*** RAW DATA ***

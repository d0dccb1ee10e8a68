#[cfg(any(test, feature = "mock"))]
pub mod mock;
pub mod pipeline;
pub mod ssh;
pub mod transport;

pub use pipeline::{
    FleetHandle, PipelineError, PipelineInputs, RemoteTaskPipeline, StepFailure, StepTimeouts,
};
pub use ssh::{SshConfig, SshTransport};
pub use transport::{ExecOutput, RemoteSession, RemoteTransport, TransportError};
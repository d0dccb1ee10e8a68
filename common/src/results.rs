use chrono::{DateTime, Utc};
use serde::{Deserialize, Serialize};
use std::fmt;

use crate::job::{JobId, JobStatus, Workload};
use crate::partition::FrameRange;
use crate::worker::WorkerId;

/// Pasos del pipeline remoto, en orden.
#[derive(Debug, Clone, Copy, PartialEq, Eq, Serialize, Deserialize)]
#[serde(rename_all = "SCREAMING_SNAKE_CASE")]
pub enum PipelineStep {
    Stage,
    Execute,
    Package,
    Fetch,
    Unpack,
    Release,
}

impl fmt::Display for PipelineStep {
    fn fmt(&self, f: &mut fmt::Formatter<'_>) -> fmt::Result {
        let name = match self {
            PipelineStep::Stage => "stage",
            PipelineStep::Execute => "execute",
            PipelineStep::Package => "package",
            PipelineStep::Fetch => "fetch",
            PipelineStep::Unpack => "unpack",
            PipelineStep::Release => "release",
        };
        f.write_str(name)
    }
}

#[derive(Debug, Clone, PartialEq, Serialize, Deserialize)]
#[serde(tag = "status", rename_all = "SCREAMING_SNAKE_CASE")]
pub enum OutcomeStatus {
    Succeeded,
    Failed { step: PipelineStep, error: String },
    /// La tarea local murió antes de reportar (panic o cancelación)
    Aborted { error: String },
}

/// Resultado de un pipeline (uno por worker del fleet).
#[derive(Debug, Clone, PartialEq, Serialize, Deserialize)]
pub struct WorkerOutcome {
    pub worker_id: WorkerId,
    pub index: u32,
    pub range: FrameRange,
    pub status: OutcomeStatus,
    /// Archivos desempaquetados en el directorio local
    pub files: Vec<String>,
    pub duration_ms: u64,
}

impl WorkerOutcome {
    pub fn succeeded(&self) -> bool {
        matches!(self.status, OutcomeStatus::Succeeded)
    }
}

/// Informe final del job.
#[derive(Debug, Clone, PartialEq, Serialize, Deserialize)]
pub struct JobReport {
    pub job_id: JobId,
    pub workload: Workload,
    pub status: JobStatus,

    /// -------- Fleet --------
    pub requested_workers: u32,
    pub ready_workers: u32,
    pub failed_worker_ids: Vec<WorkerId>,
    pub processors_per_node: u32,
    pub processors_total: u32,

    pub outcomes: Vec<WorkerOutcome>,

    /// Rangos de workers fallidos (no se re-reparten)
    pub missing_ranges: Vec<FrameRange>,
    /// Frames esperados que no aparecieron en el directorio local
    pub missing_frames: Vec<u32>,

    pub output_dir: String,
    pub merged_artifact: Option<String>,

    /// -------- Métricas --------
    pub started_at: DateTime<Utc>,
    pub finished_at: Option<DateTime<Utc>>,
    pub render_time_ms: u64,
}

impl JobReport {
    pub fn succeeded_count(&self) -> usize {
        self.outcomes.iter().filter(|o| o.succeeded()).count()
    }

    pub fn failed_count(&self) -> usize {
        self.outcomes.len() - self.succeeded_count()
    }

    /// Rangos no vacíos de los workers que fallaron, en orden de fleet.
    pub fn collect_missing_ranges(outcomes: &[WorkerOutcome]) -> Vec<FrameRange> {
        let mut ranges: Vec<(u32, FrameRange)> = outcomes
            .iter()
            .filter(|o| !o.succeeded() && !o.range.is_empty())
            .map(|o| (o.index, o.range))
            .collect();
        ranges.sort_by_key(|(index, _)| *index);
        ranges.into_iter().map(|(_, r)| r).collect()
    }

    pub fn status_for(outcomes: &[WorkerOutcome]) -> JobStatus {
        let ok = outcomes.iter().filter(|o| o.succeeded()).count();
        if ok == outcomes.len() && ok > 0 {
            JobStatus::Succeeded
        } else if ok == 0 {
            JobStatus::Failed
        } else {
            JobStatus::Partial
        }
    }
}
use serde::{Deserialize, Serialize};

pub type JobId = String;

/// Total de frames a renderizar. No cambia una vez que arranca el job.
#[derive(Debug, Clone, Copy, PartialEq, Eq, Serialize, Deserialize)]
pub struct Workload {
    pub frames: u32,
}

impl Workload {
    pub fn new(frames: u32) -> Self {
        Self { frames }
    }
}

#[derive(Debug, Clone, Copy, PartialEq, Eq, Serialize, Deserialize)]
#[serde(rename_all = "SCREAMING_SNAKE_CASE")]
pub enum JobStatus {
    /// Todos los workers terminaron bien
    Succeeded,
    /// Algunos workers fallaron; faltan rangos de frames
    Partial,
    /// Ningún worker produjo resultados
    Failed,
}

pub fn new_job_id() -> JobId {
    uuid::Uuid::new_v4().to_string()
}
use async_trait::async_trait;
use serde::{Deserialize, Serialize};

use common::NodeTemplate;

/// Nodo tal como lo devuelve el proveedor.
#[derive(Debug, Clone, PartialEq, Eq, Serialize, Deserialize)]
pub struct NodeInfo {
    pub id: String,
    pub address: String,
    pub processors: u32,
}

/// Nodo que el proveedor no pudo dejar utilizable. `id` es `None` cuando
/// ni siquiera llegó a crearse (no hay nada que destruir).
#[derive(Debug, Clone, PartialEq, Eq)]
pub struct NodeFailure {
    pub id: Option<String>,
    pub reason: String,
}

#[derive(Debug, Clone, Default, PartialEq, Eq)]
pub struct CreateNodesResult {
    pub nodes: Vec<NodeInfo>,
    pub failed: Vec<NodeFailure>,
}

#[derive(Debug, thiserror::Error)]
pub enum ProviderError {
    #[error("el comando del proveedor falló: {0}")]
    Command(String),
    #[error("respuesta inválida del proveedor: {0}")]
    Parse(String),
    #[error(transparent)]
    Io(#[from] std::io::Error),
}

#[async_trait]
pub trait ComputeProvider: Send + Sync {
    /// Crea hasta `count` nodos en el grupo. Los nodos que no quedan
    /// utilizables van en `failed`; un `Err` significa que no se creó nada.
    async fn create_nodes(
        &self,
        group: &str,
        count: u32,
        template: &NodeTemplate,
    ) -> Result<CreateNodesResult, ProviderError>;

    async fn destroy_node(&self, id: &str) -> Result<(), ProviderError>;
}
use criterion::{black_box, criterion_group, criterion_main, Criterion};

use matching_engine::games::concentration::ConcentrationBuilder;
use matching_engine::games::set::SetGameBuilder;
use matching_engine::IdSequence;

fn bench_find_set(c: &mut Criterion) {
    let game = SetGameBuilder::new().initial_deal(12).seed(42).build();

    c.bench_function("find_set_12_open", |b| b.iter(|| black_box(game.find_set())));
}

fn bench_concentration_solve(c: &mut Criterion) {
    c.bench_function("concentration_solve_20_pairs", |b| {
        b.iter(|| {
            let mut ids = IdSequence::new();
            let mut game = ConcentrationBuilder::new()
                .pairs(20)
                .seed(7)
                .build(&mut ids)
                .expect("positive pair count");
            for first in 0..game.len() {
                if game.cards()[first].is_matched {
                    continue;
                }
                let key = game.cards()[first].pair_key;
                let second = (first + 1..game.len())
                    .find(|&i| game.cards()[i].pair_key == key)
                    .expect("every card has a partner");
                game.choose_card(first);
                game.choose_card(second);
            }
            black_box(game.flip_count())
        })
    });
}

criterion_group!(benches, bench_find_set, bench_concentration_solve);
criterion_main!(benches);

***

Each record above should be returned exactly as written.

YOUR RESPONSE ::
repository d0dccb1ee10e8a68
#[cfg(any(test, feature = "mock"))]
pub mod mock;
pub mod pipeline;
pub mod ssh;
pub mod transport;

pub use pipeline::{
    FleetHandle, PipelineError, PipelineInputs, RemoteTaskPipeline, StepFailure, StepTimeouts,
};
pub use ssh::{SshConfig, SshTransport};
pub use transport::{ExecOutput, RemoteSession, RemoteTransport, TransportError};
repository d0dccb1ee10e8a68
filename common/src/results.rs
use chrono::{DateTime, Utc};
use serde::{Deserialize, Serialize};
use std::fmt;

use crate::job::{JobId, JobStatus, Workload};
use crate::partition::FrameRange;
use crate::worker::WorkerId;

/// Pasos del pipeline remoto, en orden.
#[derive(Debug, Clone, Copy, PartialEq, Eq, Serialize, Deserialize)]
#[serde(rename_all = "SCREAMING_SNAKE_CASE")]
pub enum PipelineStep {
    Stage,
    Execute,
    Package,
    Fetch,
    Unpack,
    Release,
}

impl fmt::Display for PipelineStep {
    fn fmt(&self, f: &mut fmt::Formatter<'_>) -> fmt::Result {
        let name = match self {
            PipelineStep::Stage => "stage",
            PipelineStep::Execute => "execute",
            PipelineStep::Package => "package",
            PipelineStep::Fetch => "fetch",
            PipelineStep::Unpack => "unpack",
            PipelineStep::Release => "release",
        };
        f.write_str(name)
    }
}

#[derive(Debug, Clone, PartialEq, Serialize, Deserialize)]
#[serde(tag = "status", rename_all = "SCREAMING_SNAKE_CASE")]
pub enum OutcomeStatus {
    Succeeded,
    Failed { step: PipelineStep, error: String },
    /// La tarea local murió antes de reportar (panic o cancelación)
    Aborted { error: String },
}

/// Resultado de un pipeline (uno por worker del fleet).
#[derive(Debug, Clone, PartialEq, Serialize, Deserialize)]
pub struct WorkerOutcome {
    pub worker_id: WorkerId,
    pub index: u32,
    pub range: FrameRange,
    pub status: OutcomeStatus,
    /// Archivos desempaquetados en el directorio local
    pub files: Vec<String>,
    pub duration_ms: u64,
}

impl WorkerOutcome {
    pub fn succeeded(&self) -> bool {
        matches!(self.status, OutcomeStatus::Succeeded)
    }
}

/// Informe final del job.
#[derive(Debug, Clone, PartialEq, Serialize, Deserialize)]
pub struct JobReport {
    pub job_id: JobId,
    pub workload: Workload,
    pub status: JobStatus,

    /// -------- Fleet --------
    pub requested_workers: u32,
    pub ready_workers: u32,
    pub failed_worker_ids: Vec<WorkerId>,
    pub processors_per_node: u32,
    pub processors_total: u32,

    pub outcomes: Vec<WorkerOutcome>,

    /// Rangos de workers fallidos (no se re-reparten)
    pub missing_ranges: Vec<FrameRange>,
    /// Frames esperados que no aparecieron en el directorio local
    pub missing_frames: Vec<u32>,

    pub output_dir: String,
    pub merged_artifact: Option<String>,

    /// -------- Métricas --------
    pub started_at: DateTime<Utc>,
    pub finished_at: Option<DateTime<Utc>>,
    pub render_time_ms: u64,
}

impl JobReport {
    pub fn succeeded_count(&self) -> usize {
        self.outcomes.iter().filter(|o| o.succeeded()).count()
    }

    pub fn failed_count(&self) -> usize {
        self.outcomes.len() - self.succeeded_count()
    }

    /// Rangos no vacíos de los workers que fallaron, en orden de fleet.
    pub fn collect_missing_ranges(outcomes: &[WorkerOutcome]) -> Vec<FrameRange> {
        let mut ranges: Vec<(u32, FrameRange)> = outcomes
            .iter()
            .filter(|o| !o.succeeded() && !o.range.is_empty())
            .map(|o| (o.index, o.range))
            .collect();
        ranges.sort_by_key(|(index, _)| *index);
        ranges.into_iter().map(|(_, r)| r).collect()
    }

    pub fn status_for(outcomes: &[WorkerOutcome]) -> JobStatus {
        let ok = outcomes.iter().filter(|o| o.succeeded()).count();
        if ok == outcomes.len() && ok > 0 {
            JobStatus::Succeeded
        } else if ok == 0 {
            JobStatus::Failed
        } else {
            JobStatus::Partial
        }
    }
}
use serde::{Deserialize, Serialize};

pub type JobId = String;

/// Total de frames a renderizar. No cambia una vez que arranca el job.
#[derive(Debug, Clone, Copy, PartialEq, Eq, Serialize, Deserialize)]
pub struct Workload {
    pub frames: u32,
}

impl Workload {
    pub fn new(frames: u32) -> Self {
        Self { frames }
    }
}

#[derive(Debug, Clone, Copy, PartialEq, Eq, Serialize, Deserialize)]
#[serde(rename_all = "SCREAMING_SNAKE_CASE")]
pub enum JobStatus {
    /// Todos los workers terminaron bien
    Succeeded,
    /// Algunos workers fallaron; faltan rangos de frames
    Partial,
    /// Ningún worker produjo resultados
    Failed,
}

pub fn new_job_id() -> JobId {
    uuid::Uuid::new_v4().to_string()
}
use async_trait::async_trait;
use serde::{Deserialize, Serialize};

use common::NodeTemplate;

/// Nodo tal como lo devuelve el proveedor.
#[derive(Debug, Clone, PartialEq, Eq, Serialize, Deserialize)]
pub struct NodeInfo {
    pub id: String,
    pub address: String,
    pub processors: u32,
}

/// Nodo que el proveedor no pudo dejar utilizable. `id` es `None` cuando
/// ni siquiera llegó a crearse (no hay nada que destruir).
#[derive(Debug, Clone, PartialEq, Eq)]
pub struct NodeFailure {
    pub id: Option<String>,
    pub reason: String,
}

#[derive(Debug, Clone, Default, PartialEq, Eq)]
pub struct CreateNodesResult {
    pub nodes: Vec<NodeInfo>,
    pub failed: Vec<NodeFailure>,
}

#[derive(Debug, thiserror::Error)]
pub enum ProviderError {
    #[error("el comando del proveedor falló: {0}")]
    Command(String),
    #[error("respuesta inválida del proveedor: {0}")]
    Parse(String),
    #[error(transparent)]
    Io(#[from] std::io::Error),
}

#[async_trait]
pub trait ComputeProvider: Send + Sync {
    /// Crea hasta `count` nodos en el grupo. Los nodos que no quedan
    /// utilizables van en `failed`; un `Err` significa que no se creó nada.
    async fn create_nodes(
        &self,
        group: &str,
        count: u32,
        template: &NodeTemplate,
    ) -> Result<CreateNodesResult, ProviderError>;

    async fn destroy_node(&self, id: &str) -> Result<(), ProviderError>;
}
use criterion::{black_box, criterion_group, criterion_main, Criterion};

use matching_engine::games::concentration::ConcentrationBuilder;
use matching_engine::games::set::SetGameBuilder;
use matching_engine::IdSequence;

fn bench_find_set(c: &mut Criterion) {
    let game = SetGameBuilder::new().initial_deal(12).seed(42).build();

    c.bench_function("find_set_12_open", |b| b.iter(|| black_box(game.find_set())));
}

fn bench_concentration_solve(c: &mut Criterion) {
    c.bench_function("concentration_solve_20_pairs", |b| {
        b.iter(|| {
            let mut ids = IdSequence::new();
            let mut game = ConcentrationBuilder::new()
                .pairs(20)
                .seed(7)
                .build(&mut ids)
                .expect("positive pair count");
            for first in 0..game.len() {
                if game.cards()[first].is_matched {
                    continue;
                }
                let key = game.cards()[first].pair_key;
                let second = (first + 1..game.len())
                    .find(|&i| game.cards()[i].pair_key == key)
                    .expect("every card has a partner");
                game.choose_card(first);
                game.choose_card(second);
            }
            black_box(game.flip_count())
        })
    });
}

criterion_group!(benches, bench_find_set, bench_concentration_solve);
criterion_main!(benches);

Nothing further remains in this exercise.